Nonoperative treatment of osteogenesis imperfecta: orthotic and mobility management.

date: 09/01/1981
author: Bleck EE.
publication: Clin Orthop Relat Res. 1981 Sep;(159):111-22.
pubmed_ID: 7285447

The problem of osteoporosis superimposed on the basic collagen defect of osteogenesis imperfecta has been approached by the use of plastic containment orthoses for the lower limbs, in addition to developmentally staged mobility devices that assist early standing and walking. The purpose of forcing early weight-bearing is to provide stress to the lower limb bones in order to minimize osteoporosis, prevent refracture and deformity, and curb subsequent immobilization osteoporosis, thus breaking a vicious cycle. Management goals are based upon adult needs for independence: efficiency in daily living activities and in mobility. These goals were reached in most of our patients via use of plastic orthoses, early weight-bearing, and electrically powered wheelchairs. Manual osteoclasis of the tibia followed by plastic orthoses utilizing principles of fluid compression to support fractured or structurally weak bones appeared successful at the time of follow-up. Intramedullary rodding of the femur was necessary in most of the 12 children with osteogenesis imperfecta congenita. Supplementary plastic orthoses have reduced the refracture rate in both the tibia and the femur. Social integration of the children was reflected by the fact that among the 12 OI congenita cases, ten were attending regular educational institutions. Twelve OI tarda children fared well, all attaining complete independence in daily living, mobility and ambulation. Seven of this group were treated with intramedullary rodding of the femur or tibia and with plastic orthoses. Five patients required no treatment.

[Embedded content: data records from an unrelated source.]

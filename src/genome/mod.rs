//! Genome — the graph representation of one individual
//!
//! Genome → section graphs → subsection graphs → slice of macro nodes.
//! Labels are edges that float after construction, cloning, or editing and
//! are re-attached by the resolver before an individual is used.

mod container;
mod edge;
mod hash;
mod node;
mod render;
mod resolver;
mod section_graph;
mod serial;
mod slice;
mod subgraph;
mod tag;
mod validate;

pub use container::{Genome, NodeAddress, ResolvedGenome};
pub use edge::{Edge, EdgeState, LabelKind, RestoreHint, TargetLocation, TargetLocator};
pub use hash::{djb_bytes, djb_str, djb_u64, HashPurpose, Message, HASH_SEED};
pub use node::MacroNode;
pub use render::{IdentityRelabeller, NormalizingRelabeller, Relabeller};
pub use section_graph::SectionGraph;
pub use serial::{
    ContainerElement, EdgeElement, GenomeDocument, GraphElement, NodeElement, SubgraphElement,
    FORMAT_VERSION,
};
pub use slice::{Slice, SplicePosition};
pub use subgraph::SubsectionGraph;
pub use tag::Tag;
//! Genograph — grammar-constrained program graphs for evolutionary synthesis
//!
//! An individual is a genome: a tree of section and subsection graphs whose
//! nodes instantiate grammar macros. Labels between nodes are re-established
//! by the resolver after every construction, clone, or edit, then the genome
//! is validated, hashed, rendered to program text, or serialized.

pub mod context;
pub mod error;
pub mod genome;
pub mod grammar;
pub mod ids;

pub use context::{EngineConfig, GenomeContext};
pub use error::{GenomeError, GrammarError};
pub use genome::{Genome, HashPurpose, Message, ResolvedGenome, SubsectionGraph};
pub use grammar::Grammar;
pub use ids::{IdGenerator, NodeId};
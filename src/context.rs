//! GenomeContext — the explicit state every genome operation runs against
//!
//! Holds the random source, the id generator, and the engine configuration.
//! Each worker owns its own context; nothing here is global.

use crate::ids::IdGenerator;
use rand::rngs::StdRng;
use rand::{Rng, SeedableRng};
use serde::{Deserialize, Serialize};
use std::path::Path;

/// Tunable engine behaviour
#[derive(Debug, Clone, Serialize, Deserialize)]
#[serde(default)]
pub struct EngineConfig {
    /// Fall back to a random target when restore hints fail to resolve
    pub random_fallback: bool,
    /// Number of buckets used to quantize float parameters for entropy hashing
    pub entropy_quanta: u32,
    /// Longest run of neighbouring symbols extracted for diversity
    pub max_ngram: usize,
    /// Draws allowed when sampling a macro count inside its bounds
    pub max_resample_attempts: u32,
    /// Build/resolve/validate rounds tried by `Genome::generate`
    pub build_attempts: u32,
}

impl Default for EngineConfig {
    fn default() -> Self {
        Self {
            random_fallback: true,
            entropy_quanta: 42,
            max_ngram: 3,
            max_resample_attempts: 10_000,
            build_attempts: 100,
        }
    }
}

impl EngineConfig {
    /// Reproducible mode: a hinted edge never silently re-randomizes
    pub fn strict() -> Self {
        Self {
            random_fallback: false,
            build_attempts: 10,
            ..Self::default()
        }
    }

    /// Coarser diversity symbols and more construction retries
    pub fn exploratory() -> Self {
        Self {
            random_fallback: true,
            entropy_quanta: 16,
            max_ngram: 2,
            build_attempts: 1_000,
            ..Self::default()
        }
    }

    pub fn from_json(json: &str) -> Result<Self, serde_json::Error> {
        serde_json::from_str(json)
    }

    pub fn load(path: &Path) -> Result<Self, Box<dyn std::error::Error>> {
        let data = std::fs::read_to_string(path)?;
        Ok(Self::from_json(&data)?)
    }
}

/// Random source, id generator, and configuration for one worker
#[derive(Debug, Clone)]
pub struct GenomeContext {
    pub rng: StdRng,
    pub ids: IdGenerator,
    pub config: EngineConfig,
}

impl GenomeContext {
    /// Deterministic context, used by tests and reproducible runs
    pub fn seeded(seed: u64) -> Self {
        Self {
            rng: StdRng::seed_from_u64(seed),
            ids: IdGenerator::new(),
            config: EngineConfig::default(),
        }
    }

    pub fn from_entropy() -> Self {
        Self {
            rng: StdRng::from_entropy(),
            ids: IdGenerator::new(),
            config: EngineConfig::default(),
        }
    }

    pub fn with_config(mut self, config: EngineConfig) -> Self {
        self.config = config;
        self
    }

    /// Draw from N(mean, sigma) using the Box-Muller transform
    pub fn sample_normal(&mut self, mean: f64, sigma: f64) -> f64 {
        if sigma <= 0.0 {
            return mean;
        }
        let u1: f64 = self.rng.gen_range(f64::EPSILON..1.0);
        let u2: f64 = self.rng.gen();
        let z = (-2.0 * u1.ln()).sqrt() * (2.0 * std::f64::consts::PI * u2).cos();
        mean + sigma * z
    }

    /// Rejection-sample a normal draw into `[min, max]`
    ///
    /// After `max_resample_attempts` misses the mean, clamped into range,
    /// is used instead.
    pub fn sample_bounded(&mut self, mean: f64, sigma: f64, min: usize, max: usize) -> usize {
        for _ in 0..self.config.max_resample_attempts {
            let draw = self.sample_normal(mean, sigma).round();
            if draw >= min as f64 && draw <= max as f64 {
                return draw as usize;
            }
        }
        (mean.round().max(0.0) as usize).clamp(min, max)
    }
}

#[cfg(test)]
mod tests {
    use super::*;

    #[test]
    fn test_config_presets() {
        assert!(EngineConfig::default().random_fallback);
        assert!(!EngineConfig::strict().random_fallback);
        assert_eq!(EngineConfig::default().entropy_quanta, 42);
    }

    #[test]
    fn test_config_partial_json() {
        let config = EngineConfig::from_json(r#"{ "random_fallback": false }"#).unwrap();
        assert!(!config.random_fallback);
        assert_eq!(config.max_ngram, 3);
    }

    #[test]
    fn test_seeded_is_reproducible() {
        let mut a = GenomeContext::seeded(7);
        let mut b = GenomeContext::seeded(7);
        for _ in 0..20 {
            assert_eq!(a.sample_normal(2.0, 0.5), b.sample_normal(2.0, 0.5));
        }
    }

    #[test]
    fn test_sample_bounded() {
        let mut ctx = GenomeContext::seeded(1);
        for _ in 0..500 {
            let n = ctx.sample_bounded(2.0, 0.5, 1, 3);
            assert!((1..=3).contains(&n));
        }
        // average far outside the range still lands inside it
        let mut ctx = GenomeContext::seeded(2).with_config(EngineConfig {
            max_resample_attempts: 5,
            ..EngineConfig::default()
        });
        assert_eq!(ctx.sample_bounded(100.0, 0.01, 1, 3), 3);
    }

    #[test]
    fn test_normal_mean() {
        let mut ctx = GenomeContext::seeded(3);
        let n = 5000;
        let sum: f64 = (0..n).map(|_| ctx.sample_normal(10.0, 2.0)).sum();
        let mean = sum / n as f64;
        assert!((mean - 10.0).abs() < 0.2, "mean was {mean}");
    }
}
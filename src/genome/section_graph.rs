//! SectionGraph — one grammar section: a prologue, an epilogue, and the
//! subsection graph instances in between

use super::edge::{LabelKind, TargetLocator};
use super::node::MacroNode;
use super::subgraph::SubsectionGraph;
use crate::context::GenomeContext;
use crate::error::GenomeError;
use crate::grammar::{MacroRole, Section};
use crate::ids::{GraphId, IdGenerator};
use log::debug;
use rand::Rng;
use std::sync::Arc;

#[derive(Debug, Clone)]
pub struct SectionGraph {
    id: GraphId,
    def: Arc<Section>,
    prologue: MacroNode,
    epilogue: MacroNode,
    subgraphs: Vec<SubsectionGraph>,
}

impl SectionGraph {
    /// Build the frame, then a uniform number of instances of every
    /// declared subsection
    pub fn build_random(def: &Arc<Section>, ctx: &mut GenomeContext) -> Result<Self, GenomeError> {
        let id = ctx.ids.next_graph();
        let prologue = MacroNode::build_random(&def.prologue, ctx);
        let epilogue = MacroNode::build_random(&def.epilogue, ctx);
        let mut subgraphs = Vec::new();
        for sub in &def.subsections {
            let count = ctx.rng.gen_range(sub.min_instances..=sub.max_instances);
            for _ in 0..count {
                subgraphs.push(SubsectionGraph::build_random(sub, ctx)?);
            }
        }
        debug!("Built section graph {} ({}) with {} subgraphs", id, def.name, subgraphs.len());
        Ok(Self {
            id,
            def: Arc::clone(def),
            prologue,
            epilogue,
            subgraphs,
        })
    }

    pub(crate) fn from_parts(
        id: GraphId,
        def: Arc<Section>,
        prologue: MacroNode,
        epilogue: MacroNode,
        subgraphs: Vec<SubsectionGraph>,
    ) -> Self {
        Self {
            id,
            def,
            prologue,
            epilogue,
            subgraphs,
        }
    }

    pub fn id(&self) -> &GraphId {
        &self.id
    }

    pub fn def(&self) -> &Arc<Section> {
        &self.def
    }

    pub fn prologue(&self) -> &MacroNode {
        &self.prologue
    }

    pub fn epilogue(&self) -> &MacroNode {
        &self.epilogue
    }

    pub fn subgraphs(&self) -> &[SubsectionGraph] {
        &self.subgraphs
    }

    pub fn subgraph(&self, index: usize) -> &SubsectionGraph {
        &self.subgraphs[index]
    }

    pub(crate) fn subgraphs_mut(&mut self) -> &mut [SubsectionGraph] {
        &mut self.subgraphs
    }

    pub fn subgraph_mut(&mut self, index: usize) -> &mut SubsectionGraph {
        &mut self.subgraphs[index]
    }

    /// Number of instances of the named subsection
    pub fn instance_count(&self, subsection: &str) -> usize {
        self.subgraphs.iter().filter(|g| g.def().name == subsection).count()
    }

    /// Index among instances of the same subsection
    pub fn instance_position(&self, index: usize) -> usize {
        let name = &self.subgraphs[index].def().name;
        self.subgraphs[..index].iter().filter(|g| &g.def().name == name).count()
    }

    /// Index of the `position`-th instance of `subsection`
    pub fn find_instance(&self, subsection: &str, position: usize) -> Option<usize> {
        self.subgraphs
            .iter()
            .enumerate()
            .filter(|(_, g)| g.def().name == subsection)
            .nth(position)
            .map(|(i, _)| i)
    }

    pub fn has_floating_edges(&self) -> bool {
        self.subgraphs.iter().any(SubsectionGraph::has_floating_edges)
    }

    pub(crate) fn check_frame(&self) -> bool {
        self.prologue.def().role == MacroRole::Prologue
            && self.prologue.def().path == self.def.prologue.path
            && self.epilogue.def().role == MacroRole::Epilogue
            && self.epilogue.def().path == self.def.epilogue.path
    }

    /// Add an instance after the last instance of the same subsection
    ///
    /// Handed back when the subsection is not declared here or already has
    /// its maximum number of instances.
    pub fn insert_subgraph(&mut self, subgraph: SubsectionGraph) -> Result<(), SubsectionGraph> {
        let name = subgraph.def().name.clone();
        let Some(sub) = self.def.subsection(&name) else {
            debug!("Section {} has no subsection {}", self.def.name, name);
            return Err(subgraph);
        };
        if self.instance_count(&name) >= sub.max_instances {
            debug!(
                "Refusing insert into section {}: {} already at {} instances",
                self.def.name, name, sub.max_instances
            );
            return Err(subgraph);
        }
        let at = self
            .subgraphs
            .iter()
            .rposition(|g| g.def().name == name)
            .map(|i| i + 1)
            .unwrap_or(self.subgraphs.len());
        self.subgraphs.insert(at, subgraph);
        Ok(())
    }

    /// Build and insert a fresh instance of the named subsection
    ///
    /// `Ok(false)` when the subsection is already at its maximum.
    pub fn insert_random_subgraph(
        &mut self,
        subsection: &str,
        ctx: &mut GenomeContext,
    ) -> Result<bool, GenomeError> {
        let sub = Arc::clone(self.def.subsection(subsection).ok_or_else(|| {
            GenomeError::SchemaBinding(format!(
                "section {} has no subsection {}",
                self.def.name, subsection
            ))
        })?);
        if self.instance_count(subsection) >= sub.max_instances {
            return Ok(false);
        }
        let built = SubsectionGraph::build_random(&sub, ctx)?;
        Ok(self.insert_subgraph(built).is_ok())
    }

    /// Remove the instance at `index`, floating its outer labels
    ///
    /// `None` when its subsection is already at its minimum.
    pub fn detach_subgraph(&mut self, index: usize, locator: &TargetLocator) -> Option<SubsectionGraph> {
        assert!(index < self.subgraphs.len(), "subgraph index {index} out of bounds");
        let name = self.subgraphs[index].def().name.clone();
        let min = self.subgraphs[index].def().min_instances;
        if self.instance_count(&name) <= min {
            debug!(
                "Refusing detach from section {}: {} already at {} instances",
                self.def.name, name, min
            );
            return None;
        }
        let mut removed = self.subgraphs.remove(index);
        let slice = removed.slice_mut();
        for position in 0..slice.len() {
            slice.detach_outer_labels(position, locator);
        }
        Some(removed)
    }

    /// Swap in `subgraph` for the instance at `index`, without bound checks
    ///
    /// Handed back if it instantiates a different subsection.
    pub fn replace_subgraph(
        &mut self,
        index: usize,
        subgraph: SubsectionGraph,
    ) -> Result<SubsectionGraph, SubsectionGraph> {
        assert!(index < self.subgraphs.len(), "subgraph index {index} out of bounds");
        if subgraph.def().name != self.subgraphs[index].def().name {
            return Err(subgraph);
        }
        Ok(std::mem::replace(&mut self.subgraphs[index], subgraph))
    }

    /// Deep copy with fresh ids; every edge is left floating
    pub fn clone_graph(&self, ids: &mut IdGenerator, locator: &TargetLocator) -> SectionGraph {
        let id = ids.next_graph();
        let prologue = self.prologue.clone_node(ids);
        let epilogue = self.epilogue.clone_node(ids);
        let subgraphs = self
            .subgraphs
            .iter()
            .map(|g| g.clone_graph(ids, locator))
            .collect();
        SectionGraph {
            id,
            def: Arc::clone(&self.def),
            prologue,
            epilogue,
            subgraphs,
        }
    }

    /// Outer edges of this section, as (subgraph index, node position,
    /// edge index)
    pub(crate) fn outer_edge_slots(&self) -> Vec<(usize, usize, usize)> {
        let mut slots = Vec::new();
        for (g, subgraph) in self.subgraphs.iter().enumerate() {
            for (p, node) in subgraph.slice().nodes().iter().enumerate() {
                for (e, edge) in node.edges().iter().enumerate() {
                    if edge.kind() == LabelKind::Outer {
                        slots.push((g, p, e));
                    }
                }
            }
        }
        slots
    }
}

Tilt table standing for reducing spasticity after spinal cord injury.

date: 10/01/1993
author: Bohannon RW
publication: Arch Physical Medicine Rehabilitation. 1993 Oct;74(10):1121-2.
pubmed_ID: 8215868

A patient with a T12 spinal cord injury and intractable extensor spasms of the lower extremities participated in tilt table standing trial on 5 nonconsecutive days to determine if the intervention would affect his spasticity and spasms. Each day’s standing trial was followed by an immediate reduction in lower extremity spasticity (measured using the modified Ashworth scale and pendulum testing). Standing was also accompanied by a reduction in spasms that lasted until the following morning. The reduction of spasms was particularly advantageous to the performance of car transfers. Tilt table standing merits further examination as a physical treatment of spasms that accompany central nervous system lesions.